By whatever slogan, “America’s New War” or “America Fights Back,” the war on terrorism has caused a colossal shift in the news people see on network television, according to a new study of evening and morning newscasts before and after the crisis.
Celebrity and lifestyle coverage, which had come to dominate network morning news and become a major factor even on the signature evening newscasts, has given way to levels of traditional hard news not seen in decades, according to the study by the Project for Excellence in Journalism.
On the morning news, stories about government, the military, national affairs and international affairs, which had nearly disappeared, are up more than seven fold. Stories about celebrities and lifestyle, which had dominated these programs, have declined by three fold.
At night, the evening newscasts have returned to a news agenda that is closer to the 1970s than the 1990s.
Today, eight-in-ten evening news stories concern government, national or international affairs, up 67% from a few months ago. Celebrity and lifestyle stories, which made up roughly a quarter of nightly news stories this summer, have vanished almost entirely.
And viewership, at least for now, is up in contrast to years of general decline.
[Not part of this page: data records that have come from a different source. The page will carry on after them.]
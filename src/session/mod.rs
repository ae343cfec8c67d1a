// SPDX-License-Identifier: Apache-2.0 OR MIT
// Copyright (c) 2025-2026 naskel.com

//! The nexus-level session: terminus identity, the session FSM, login
//! failure taxonomy, and fore/back channel composition (spec §4.10/§4.11).

pub mod nexus;
pub mod reinstatement;
pub mod state;
pub mod terminus;

pub use nexus::{ChannelSide, FrameStamp, Nexus};
pub use reinstatement::{ReinstatementChains, ReinstatementLink, SessionId};
pub use state::{KeepaliveTimer, SessionState};
pub use terminus::Terminus;

use std::fmt;

/// Login failure codes (spec §7). Most are fatal to the whole session;
/// `ConnectionExceeded` and `ServiceUnreachable` are per-transport and may
/// leave the session viable on its remaining transports.
#[derive(Debug, Clone, Copy, PartialEq, Eq, Hash)]
pub enum LoginFailure {
    VersionUnsupported,
    ServiceUnavailable,
    SessionInvalid,
    SessionNonexistent,
    TlsUnsupported,
    TlsRequired,
    SaslFailure,
    ParameterUnsupported,
    ConnectionExceeded,
    ServiceUnreachable,
}

impl LoginFailure {
    /// Whether this failure is scoped to the transport that hit it, rather
    /// than fatal to the whole session.
    #[must_use]
    pub fn is_per_transport(self) -> bool {
        matches!(self, Self::ConnectionExceeded | Self::ServiceUnreachable)
    }
}

impl fmt::Display for LoginFailure {
    fn fmt(&self, f: &mut fmt::Formatter<'_>) -> fmt::Result {
        let s = match self {
            Self::VersionUnsupported => "VERSION_UNSUPPORTED",
            Self::ServiceUnavailable => "SERVICE_UNAVAILABLE",
            Self::SessionInvalid => "SESSION_INVALID",
            Self::SessionNonexistent => "SESSION_NONEXISTENT",
            Self::TlsUnsupported => "TLS_UNSUPPORTED",
            Self::TlsRequired => "TLS_REQUIRED",
            Self::SaslFailure => "SASL_FAILURE",
            Self::ParameterUnsupported => "PARAMETER_UNSUPPORTED",
            Self::ConnectionExceeded => "CONNECTION_EXCEEDED",
            Self::ServiceUnreachable => "SERVICE_UNREACHABLE",
        };
        f.write_str(s)
    }
}

#[cfg(test)]
mod tests {
    use super::*;

    #[test]
    fn per_transport_failures_are_identified() {
        assert!(LoginFailure::ConnectionExceeded.is_per_transport());
        assert!(LoginFailure::ServiceUnreachable.is_per_transport());
        assert!(!LoginFailure::SaslFailure.is_per_transport());
    }
}
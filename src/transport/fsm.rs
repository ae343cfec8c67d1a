// SPDX-License-Identifier: Apache-2.0 OR MIT
// Copyright (c) 2025-2026 naskel.com

//! Transport lifecycle FSM (spec §4.9) and recovery backoff, the latter
//! grounded on [`reliability::reader::NackScheduler`]'s exponential-backoff
//! bookkeeping (`retry_count`, doubling `backoff`, reset after a cap).

use std::fmt;
use std::time::Duration;

/// Transport lifecycle state. Initiator and target run isomorphic FSMs; the
/// spec names the pre-login state `XptWait` on the initiator and `XptUp` on
/// the target, but the state plays the same role on both sides, so one
/// variant (`Connecting`) covers it.
#[derive(Debug, Clone, Copy, PartialEq, Eq, Hash, Default)]
pub enum TransportState {
    #[default]
    Free,
    /// Socket established, login not yet begun.
    Connecting,
    /// Login exchange (Connect/Authenticate/Negotiate) in progress.
    InLogin,
    /// Operational: the only state that participates in the data path.
    LoggedIn,
    InLogout,
}

impl TransportState {
    #[must_use]
    pub fn is_operational(self) -> bool {
        matches!(self, Self::LoggedIn)
    }

    /// Socket connect completed.
    ///
    /// # Panics
    /// If not called from `Free`.
    #[must_use]
    pub fn on_connected(self) -> Self {
        match self {
            Self::Free => Self::Connecting,
            other => panic!("illegal transport transition: on_connected from {other:?}"),
        }
    }

    /// Login exchange begins.
    ///
    /// # Panics
    /// If not called from `Connecting`.
    #[must_use]
    pub fn on_login_begin(self) -> Self {
        match self {
            Self::Connecting => Self::InLogin,
            other => panic!("illegal transport transition: on_login_begin from {other:?}"),
        }
    }

    /// Login exchange succeeded.
    ///
    /// # Panics
    /// If not called from `InLogin`.
    #[must_use]
    pub fn on_login_succeeded(self) -> Self {
        match self {
            Self::InLogin => Self::LoggedIn,
            other => panic!("illegal transport transition: on_login_succeeded from {other:?}"),
        }
    }

    /// Graceful logout begins.
    ///
    /// # Panics
    /// If not called from `LoggedIn`.
    #[must_use]
    pub fn on_logout_begin(self) -> Self {
        match self {
            Self::LoggedIn => Self::InLogout,
            other => panic!("illegal transport transition: on_logout_begin from {other:?}"),
        }
    }

    /// Logout completed; transport returns to the free pool (or retires).
    ///
    /// # Panics
    /// If not called from `InLogout`.
    #[must_use]
    pub fn on_logout_complete(self) -> Self {
        match self {
            Self::InLogout => Self::Free,
            other => panic!("illegal transport transition: on_logout_complete from {other:?}"),
        }
    }

    /// Failure from any state always falls straight back to `Free`.
    #[must_use]
    pub fn on_failure(self) -> Self {
        Self::Free
    }
}

impl fmt::Display for TransportState {
    fn fmt(&self, f: &mut fmt::Formatter<'_>) -> fmt::Result {
        let s = match self {
            Self::Free => "Free",
            Self::Connecting => "Connecting",
            Self::InLogin => "InLogin",
            Self::LoggedIn => "LoggedIn",
            Self::InLogout => "InLogout",
        };
        f.write_str(s)
    }
}

/// Whether a transport closure can be followed by reconnection.
#[derive(Debug, Clone, Copy, PartialEq, Eq)]
pub enum Recoverability {
    Recoverable,
    /// Peer responded `SERVICE_UNREACHABLE`: do not retry this address.
    Terminal,
}

/// Exponential backoff for transport recovery attempts: `delay_i =
/// min(2^(i-1) * interval, timeout)`.
#[derive(Debug, Clone)]
pub struct RecoveryBackoff {
    attempt: u32,
    interval: Duration,
    timeout: Duration,
}

impl RecoveryBackoff {
    #[must_use]
    pub fn new(interval: Duration, timeout: Duration) -> Self {
        Self {
            attempt: 0,
            interval,
            timeout,
        }
    }

    /// Compute the delay before the next recovery attempt and advance the
    /// attempt counter.
    pub fn next_delay(&mut self) -> Duration {
        self.attempt += 1;
        let scale = 1u64.checked_shl(self.attempt - 1).unwrap_or(u64::MAX);
        let scaled = self.interval.saturating_mul(scale as u32).min(self.timeout);
        scaled
    }

    pub fn reset(&mut self) {
        self.attempt = 0;
    }

    #[must_use]
    pub fn attempt(&self) -> u32 {
        self.attempt
    }
}

#[cfg(test)]
mod tests {
    use super::*;

    #[test]
    fn happy_path_round_trip() {
        let s = TransportState::Free
            .on_connected()
            .on_login_begin()
            .on_login_succeeded();
        assert_eq!(s, TransportState::LoggedIn);
        assert!(s.is_operational());
        let s = s.on_logout_begin().on_logout_complete();
        assert_eq!(s, TransportState::Free);
    }

    #[test]
    fn failure_from_any_state_returns_to_free() {
        assert_eq!(TransportState::InLogin.on_failure(), TransportState::Free);
        assert_eq!(TransportState::LoggedIn.on_failure(), TransportState::Free);
    }

    #[test]
    #[should_panic(expected = "illegal transport transition")]
    fn login_without_connect_panics() {
        let _ = TransportState::Free.on_login_begin();
    }

    #[test]
    fn backoff_doubles_and_caps_at_timeout() {
        let mut backoff = RecoveryBackoff::new(Duration::from_millis(100), Duration::from_secs(1));
        assert_eq!(backoff.next_delay(), Duration::from_millis(100));
        assert_eq!(backoff.next_delay(), Duration::from_millis(200));
        assert_eq!(backoff.next_delay(), Duration::from_millis(400));
        assert_eq!(backoff.next_delay(), Duration::from_millis(800));
        assert_eq!(backoff.next_delay(), Duration::from_secs(1), "capped at timeout");
        backoff.reset();
        assert_eq!(backoff.attempt(), 0);
    }
}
These are a few of the findings of a new study of how television has reacted to the events of September 11, by the Project for Excellence in Journalism, a research think tank affiliated with the Columbia University Graduate School of Journalism. The study, which was funded by the Pew Charitable Trusts, examined the weeks of June 18-22 and 25-29 and October 15-19 and 22-26 on the three evening newscasts of ABC, NBC and CBS, and included an even more detailed study of their morning newscasts for the same four weeks as well.
Will the changes last? There are signs, however tentative, that the shift may be only temporary.
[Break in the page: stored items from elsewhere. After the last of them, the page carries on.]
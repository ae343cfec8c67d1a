// SPDX-License-Identifier: Apache-2.0 OR MIT
// Copyright (c) 2025-2026 naskel.com

//! Compile-time configurable logging system.
//!
//! This module provides zero-cost abstractions for logging with four severity levels:
//! - `debug!()` - Development/debugging information
//! - `info!()` - General operational information
//! - `warn!()` - Warning conditions
//! - `error!()` - Error conditions
//!
//! ## Features
//!
//! - **Zero-cost when disabled**: Logging macros expand to no-op when feature disabled
//! - **Compile-time configurable**: Enable/disable via `logging` Cargo feature
//! - **Thread-safe**: All operations are safe across multiple threads
//! - **Flexible output**: Support for console and file outputs
//! - **Level filtering**: Configure minimum log level at runtime
//!
//! ## Example
//!
//! ```ignore
//! use dsp_session::logging::{init_logger, ConsoleOutput, LogLevel};
//! use std::sync::Arc;
//!
//! // Initialize early in main()
//! let console = Arc::new(ConsoleOutput::new(LogLevel::Debug));
//! init_logger(console, LogLevel::Debug);
//!
//! // Use anywhere in your code
//! debug!("Detailed info: {}", value);
//! info!("Normal operation");
//! warn!("Suspicious activity: {}", reason);
//! error!("Critical failure: {}", cause);
//! ```
//!
//! When feature `logging` is disabled, all macros compile to empty expressions
//! with zero runtime overhead.

#[cfg(feature = "logging")]
pub mod logger;
#[cfg(feature = "logging")]
mod output;

#[cfg(feature = "logging")]
pub use output::{ConsoleOutput, FileOutput, LogLevel, Output};

#[cfg(feature = "logging")]
pub use logger::{flush_logger, init_logger};

/// Debug-level log message.
///
/// Formatted the same as `println!()` macro.
/// Only emitted if compiled with `logging` feature and level >= Debug.
///
/// # Example
/// ```ignore
/// debug!("Processing item {}: {}", id, value);
/// ```
#[macro_export]
#[cfg(feature = "logging")]
macro_rules! debug {
    ($($arg:tt)*) => {
        let _ = $crate::logging::logger::log_message(
            $crate::logging::LogLevel::Debug,
            &format!($($arg)*),
        );
    };
}

/// Info-level log message.
///
/// Formatted the same as `println!()` macro.
/// Only emitted if compiled with `logging` feature and level >= Info.
///
/// # Example
/// ```ignore
/// info!("Service started on port {}", port);
/// ```
#[macro_export]
#[cfg(feature = "logging")]
macro_rules! info {
    ($($arg:tt)*) => {
        let _ = $crate::logging::logger::log_message(
            $crate::logging::LogLevel::Info,
            &format!($($arg)*),
        );
    };
}

/// Warning-level log message.
///
/// Formatted the same as `println!()` macro.
/// Only emitted if compiled with `logging` feature and level >= Warning.
///
/// # Example
/// ```ignore
/// warn!("Slow response detected: {}ms", elapsed_ms);
/// ```
#[macro_export]
#[cfg(feature = "logging")]
macro_rules! warn {
    ($($arg:tt)*) => {
        let _ = $crate::logging::logger::log_message(
            $crate::logging::LogLevel::Warning,
            &format!($($arg)*),
        );
    };
}

/// Error-level log message.
///
/// Formatted the same as `println!()` macro.
/// Only emitted if compiled with `logging` feature and level >= Error.
///
/// # Example
/// ```ignore
/// error!("Connection lost: {}", error_code);
/// ```
#[macro_export]
#[cfg(feature = "logging")]
macro_rules! error {
    ($($arg:tt)*) => {
        let _ = $crate::logging::logger::log_message(
            $crate::logging::LogLevel::Error,
            &format!($($arg)*),
        );
    };
}

/// Function entry trace marker.
///
/// Logs `[ENTER:FNC] function_name` for call stack instrumentation.
/// Only active when both `logging` AND `trace` features are enabled.
///
/// # Example
/// ```ignore
/// fn parse_spdp_data(bytes: &[u8]) -> Result<Data> {
///     trace_fn!("parse_spdp_data");
///     // ...
/// }
/// ```
#[macro_export]
#[cfg(all(feature = "logging", feature = "trace"))]
macro_rules! trace_fn {
    ($fn_name:expr) => {
        let _ = $crate::logging::logger::trace_entry($fn_name);
    };
}

/// No-op trace macro (when trace feature disabled).
#[macro_export]
#[cfg(not(all(feature = "logging", feature = "trace")))]
macro_rules! trace_fn {
    ($fn_name:expr) => {};
}

/// No-op debug macro (when logging feature disabled).
#[macro_export]
#[cfg(not(feature = "logging"))]
macro_rules! debug {
    ($($arg:tt)*) => {};
}

/// No-op info macro (when logging feature disabled).
#[macro_export]
#[cfg(not(feature = "logging"))]
macro_rules! info {
    ($($arg:tt)*) => {};
}

/// No-op warn macro (when logging feature disabled).
#[macro_export]
#[cfg(not(feature = "logging"))]
macro_rules! warn {
    ($($arg:tt)*) => {};
}

/// No-op error macro (when logging feature disabled).
#[macro_export]
#[cfg(not(feature = "logging"))]
macro_rules! error {
    ($($arg:tt)*) => {};
}
// SPDX-License-Identifier: Apache-2.0 OR MIT
// Copyright (c) 2025-2026 naskel.com

//! Target-side command sequencer (spec §4.4).
//!
//! Applies strict CommandSN ordering before dispatch, even though commands
//! arrive out of order across multiple transports. Ring-buffer position is
//! `commandSN mod depth`; ring resize is never attempted at runtime — a
//! same-position re-entry before the occupant drains is a fatal protocol
//! violation (spec §9), the sequencer analogue of
//! [`reliability::gap_tracker::GapTracker`]'s range bookkeeping but over a
//! fixed-size ring rather than an open range set.

use parking_lot::Mutex;

use crate::error::Error;
use crate::serial::SerialNumber;

/// If more than this many commands are queued and ready to drain, hand the
/// drain off to an async task instead of draining inline on the arrival
/// thread. Keeps the common single-transport in-order path at zero latency.
pub const SYNC_DRAIN_THRESHOLD: usize = 4;

/// How a caller should drain the commands `enter` released.
#[derive(Debug, Clone, Copy, PartialEq, Eq)]
pub enum DrainMode {
    /// Few enough ready commands that the caller should drain them inline.
    Inline,
    /// Enough ready commands (or a drainer is already active) that the
    /// caller should hand the drain off to an async task.
    Async,
}

/// Outcome of `enter`.
#[derive(Debug, Clone, Copy, PartialEq, Eq)]
pub struct EnterOutcome {
    /// How many contiguous positions (including the one just entered) are
    /// now ready to dispatch, starting at the pre-call `head`.
    pub drained: u32,
    pub mode: DrainMode,
    /// Ring distance from `head` at the time of entry; 0 when the command
    /// landed exactly at `head`. Used for the `orderDistance` stat.
    pub order_distance: u32,
}

struct Inner {
    occupied: Vec<bool>,
    /// CommandSN expected to occupy `head`'s ring position next.
    head: SerialNumber,
    async_drainer_active: bool,
}

/// Fixed-capacity reorder buffer keyed by `commandSN mod depth`.
pub struct Sequencer {
    depth: usize,
    inner: Mutex<Inner>,
}

impl Sequencer {
    /// `depth` is the channel's negotiated queue depth; the ring never
    /// resizes after construction.
    #[must_use]
    pub fn new(depth: usize, initial_expected: SerialNumber) -> Self {
        assert!(depth > 0, "sequencer depth must be positive");
        Self {
            depth,
            inner: Mutex::new(Inner {
                occupied: vec![false; depth],
                head: initial_expected,
                async_drainer_active: false,
            }),
        }
    }

    fn position(&self, sn: SerialNumber) -> usize {
        (sn.get() as usize) % self.depth
    }

    /// Admit a command that arrived with CommandSN `sn`. Returns how many
    /// (including this one) are now ready to dispatch in CommandSN order
    /// starting at the previous `head`, and whether the caller should drain
    /// inline or hand off to an async task.
    ///
    /// # Errors
    /// Returns [`Error::ProtocolViolation`] if `sn`'s ring position is
    /// already occupied: the ring wrapped onto its own unprocessed tail.
    pub fn enter(&self, sn: SerialNumber) -> Result<EnterOutcome, Error> {
        let mut inner = self.inner.lock();
        let pos = self.position(sn);

        if inner.occupied[pos] {
            return Err(Error::ProtocolViolation(format!(
                "sequencer ring collision at position {pos} (commandSN {sn})"
            )));
        }

        let head_pos = self.position(inner.head);
        let order_distance = ((pos + self.depth) - head_pos) % self.depth;

        if sn != inner.head {
            inner.occupied[pos] = true;
            return Ok(EnterOutcome {
                drained: 0,
                mode: DrainMode::Inline,
                order_distance: order_distance as u32,
            });
        }

        inner.occupied[pos] = true;
        let mut drained = 0u32;
        let mut cursor = inner.head;
        loop {
            let p = self.position(cursor);
            if !inner.occupied[p] {
                break;
            }
            inner.occupied[p] = false;
            drained += 1;
            cursor = cursor.succ();
        }
        inner.head = cursor;

        let mode = if drained as usize > SYNC_DRAIN_THRESHOLD || inner.async_drainer_active {
            inner.async_drainer_active = true;
            DrainMode::Async
        } else {
            DrainMode::Inline
        };

        Ok(EnterOutcome {
            drained,
            mode,
            order_distance: order_distance as u32,
        })
    }

    /// Mark that the async drainer has finished its batch.
    pub fn async_drain_complete(&self) {
        self.inner.lock().async_drainer_active = false;
    }

    #[must_use]
    pub fn head(&self) -> SerialNumber {
        self.inner.lock().head
    }
}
While the news has gotten more serious, almost all of the change is focused on the war, which suggests that the networks may have simply changed subjects rather than changed their approach to the news.
The morning shows, which had become in significant part instruments for selling things, are still using sizable amounts of their news time to peddle, though the products are now more connected to the news.
Consider, for instance, the segment on The Today Show about “Executivechute,” a parachute for people who might need to jump out of high buildings.
There are other signs, too, that the habits and norms TV producers learned over the last decade are well ingrained. Good Morning America last week did not miss the opportunity to make a news segment out of a preview of the Victoria’s Secret fashion show that would run on ABC during prime time, or of a profile of how supermodel Niki Taylor was recovering from a car accident-which also happened to be a segment on that evening’s “PrimeTime Thursday.”
The study, designed by the Project and executed by researchers at the Project and by media researcher Andrew Tyndall, also examined the nature and amount of selling and corporate synergy on the morning news programs.
The study found:
- Even including the time period after September 11, 32% of the morning newscasts, excluding commercial breaks and local news inserts, is devoted to selling products, to self-promotion or promoting their sponsors.
- Each network is more likely to promote their parent company’s products than they are products of any other single company.
- Only rarely, 11% percent of the time in June and less than half the time overall, was the parent company connection disclosed.
In part, the goal of the study is to provide a baseline to begin to test whether we have seen a move away from a “softer” news agenda that has begun to alarm some scholars and critics. As far back as 1985, author Neil Postman warned about Americans, in his memorable phrase, “Amusing Ourselves to Death.” In the wake of the media fascination with such stories as Gary Condit, the question became not whether nothing in America was private anymore. Rather, the more pointed concern was whether anything was public anymore. What we once considered vital public issues had been so crowded out of our media discourse that they no longer received the kind of attention that allowed society to adequately comprehend or address them.
In a sense, if a society is defined by what it talks about, what did that say about the values of American society at the beginning of the 21st century? And if that has changed, what does that change imply about us now?